(Collected data)

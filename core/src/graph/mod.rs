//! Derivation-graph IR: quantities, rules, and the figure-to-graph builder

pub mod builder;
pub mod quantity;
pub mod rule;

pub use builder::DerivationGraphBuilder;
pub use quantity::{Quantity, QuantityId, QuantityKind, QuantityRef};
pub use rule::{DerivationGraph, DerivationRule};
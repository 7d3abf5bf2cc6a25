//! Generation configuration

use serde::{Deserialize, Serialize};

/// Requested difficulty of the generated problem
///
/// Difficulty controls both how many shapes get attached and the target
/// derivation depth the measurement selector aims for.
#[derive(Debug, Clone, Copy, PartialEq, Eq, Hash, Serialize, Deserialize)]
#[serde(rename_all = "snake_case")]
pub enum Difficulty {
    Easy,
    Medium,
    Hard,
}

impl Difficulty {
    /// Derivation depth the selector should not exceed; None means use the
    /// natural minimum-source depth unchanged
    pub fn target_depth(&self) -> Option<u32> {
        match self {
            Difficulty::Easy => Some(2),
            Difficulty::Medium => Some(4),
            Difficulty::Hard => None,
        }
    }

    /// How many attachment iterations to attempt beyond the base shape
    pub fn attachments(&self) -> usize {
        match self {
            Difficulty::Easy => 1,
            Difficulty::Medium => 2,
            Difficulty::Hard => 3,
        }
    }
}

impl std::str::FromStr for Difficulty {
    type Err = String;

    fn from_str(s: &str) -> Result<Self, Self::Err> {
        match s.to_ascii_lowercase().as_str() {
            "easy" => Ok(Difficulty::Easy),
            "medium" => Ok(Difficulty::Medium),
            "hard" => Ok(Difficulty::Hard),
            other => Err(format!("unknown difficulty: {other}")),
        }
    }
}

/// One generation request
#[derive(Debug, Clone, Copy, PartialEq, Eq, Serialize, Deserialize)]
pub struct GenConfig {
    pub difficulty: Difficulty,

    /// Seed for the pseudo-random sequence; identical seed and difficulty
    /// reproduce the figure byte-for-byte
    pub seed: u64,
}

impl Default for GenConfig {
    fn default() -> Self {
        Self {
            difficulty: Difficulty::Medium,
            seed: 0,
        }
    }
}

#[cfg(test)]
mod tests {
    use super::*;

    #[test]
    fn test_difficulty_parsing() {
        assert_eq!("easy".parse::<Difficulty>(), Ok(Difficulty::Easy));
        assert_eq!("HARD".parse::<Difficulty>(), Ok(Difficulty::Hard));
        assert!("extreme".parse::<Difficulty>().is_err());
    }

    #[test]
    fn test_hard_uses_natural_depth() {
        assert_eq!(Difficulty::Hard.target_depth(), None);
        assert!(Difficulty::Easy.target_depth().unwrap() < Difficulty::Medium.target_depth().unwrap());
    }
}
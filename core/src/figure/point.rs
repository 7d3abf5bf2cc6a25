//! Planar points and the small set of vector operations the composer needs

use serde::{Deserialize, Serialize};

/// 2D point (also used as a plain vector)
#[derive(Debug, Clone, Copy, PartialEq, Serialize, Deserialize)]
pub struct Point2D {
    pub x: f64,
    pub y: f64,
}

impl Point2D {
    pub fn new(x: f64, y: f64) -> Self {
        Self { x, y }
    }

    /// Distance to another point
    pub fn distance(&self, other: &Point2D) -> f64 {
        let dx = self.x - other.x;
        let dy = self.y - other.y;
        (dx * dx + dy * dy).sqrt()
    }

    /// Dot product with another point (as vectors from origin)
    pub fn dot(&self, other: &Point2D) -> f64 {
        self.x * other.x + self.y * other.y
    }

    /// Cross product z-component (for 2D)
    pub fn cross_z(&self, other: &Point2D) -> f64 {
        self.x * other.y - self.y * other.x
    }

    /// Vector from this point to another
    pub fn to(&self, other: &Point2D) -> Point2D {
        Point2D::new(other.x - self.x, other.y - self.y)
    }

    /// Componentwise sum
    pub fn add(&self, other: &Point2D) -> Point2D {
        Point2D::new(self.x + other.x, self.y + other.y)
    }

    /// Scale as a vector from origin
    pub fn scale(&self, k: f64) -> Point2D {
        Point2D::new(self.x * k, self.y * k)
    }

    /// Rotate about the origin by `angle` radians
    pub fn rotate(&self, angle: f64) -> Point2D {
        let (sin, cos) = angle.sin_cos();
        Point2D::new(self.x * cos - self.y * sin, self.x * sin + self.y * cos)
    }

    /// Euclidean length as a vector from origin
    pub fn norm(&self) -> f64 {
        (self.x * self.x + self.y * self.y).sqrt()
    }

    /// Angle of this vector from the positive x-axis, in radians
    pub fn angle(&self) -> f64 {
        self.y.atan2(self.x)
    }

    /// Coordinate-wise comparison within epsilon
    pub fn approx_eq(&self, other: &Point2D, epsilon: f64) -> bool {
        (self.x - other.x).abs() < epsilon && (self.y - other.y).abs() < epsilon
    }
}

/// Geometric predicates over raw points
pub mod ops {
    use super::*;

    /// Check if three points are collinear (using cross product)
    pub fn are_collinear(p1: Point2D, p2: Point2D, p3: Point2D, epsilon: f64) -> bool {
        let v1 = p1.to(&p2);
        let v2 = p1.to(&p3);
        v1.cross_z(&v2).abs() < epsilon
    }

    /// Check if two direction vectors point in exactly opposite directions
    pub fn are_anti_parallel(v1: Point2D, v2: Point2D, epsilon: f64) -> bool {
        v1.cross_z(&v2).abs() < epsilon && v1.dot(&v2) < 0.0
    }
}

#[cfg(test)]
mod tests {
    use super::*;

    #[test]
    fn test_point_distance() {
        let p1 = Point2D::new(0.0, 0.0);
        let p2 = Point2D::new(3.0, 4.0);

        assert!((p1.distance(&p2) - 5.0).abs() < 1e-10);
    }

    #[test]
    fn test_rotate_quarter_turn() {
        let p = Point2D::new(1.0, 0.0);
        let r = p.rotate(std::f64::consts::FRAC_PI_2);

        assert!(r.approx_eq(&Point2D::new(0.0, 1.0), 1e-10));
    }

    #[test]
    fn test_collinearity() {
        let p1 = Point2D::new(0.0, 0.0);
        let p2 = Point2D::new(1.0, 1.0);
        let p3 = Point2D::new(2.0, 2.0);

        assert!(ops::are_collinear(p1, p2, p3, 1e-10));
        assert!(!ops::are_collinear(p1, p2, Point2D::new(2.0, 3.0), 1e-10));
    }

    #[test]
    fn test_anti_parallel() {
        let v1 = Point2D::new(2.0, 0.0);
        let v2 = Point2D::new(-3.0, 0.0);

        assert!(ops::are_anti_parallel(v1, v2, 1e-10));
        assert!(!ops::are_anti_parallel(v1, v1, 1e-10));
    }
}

Task instructions
Using the records above, restate word for word the lines from the one with "assert!(r.approx_eq(&Point2D::new(0.0, 1.0), 1e-10));" through the one with "assert!(ops::are_collinear(p1, p2, p3, 1e-10));", both included.

Expected answer
        assert!(r.approx_eq(&Point2D::new(0.0, 1.0), 1e-10));
    }

    #[test]
    fn test_collinearity() {
        let p1 = Point2D::new(0.0, 0.0);
        let p2 = Point2D::new(1.0, 1.0);
        let p3 = Point2D::new(2.0, 2.0);

        assert!(ops::are_collinear(p1, p2, p3, 1e-10));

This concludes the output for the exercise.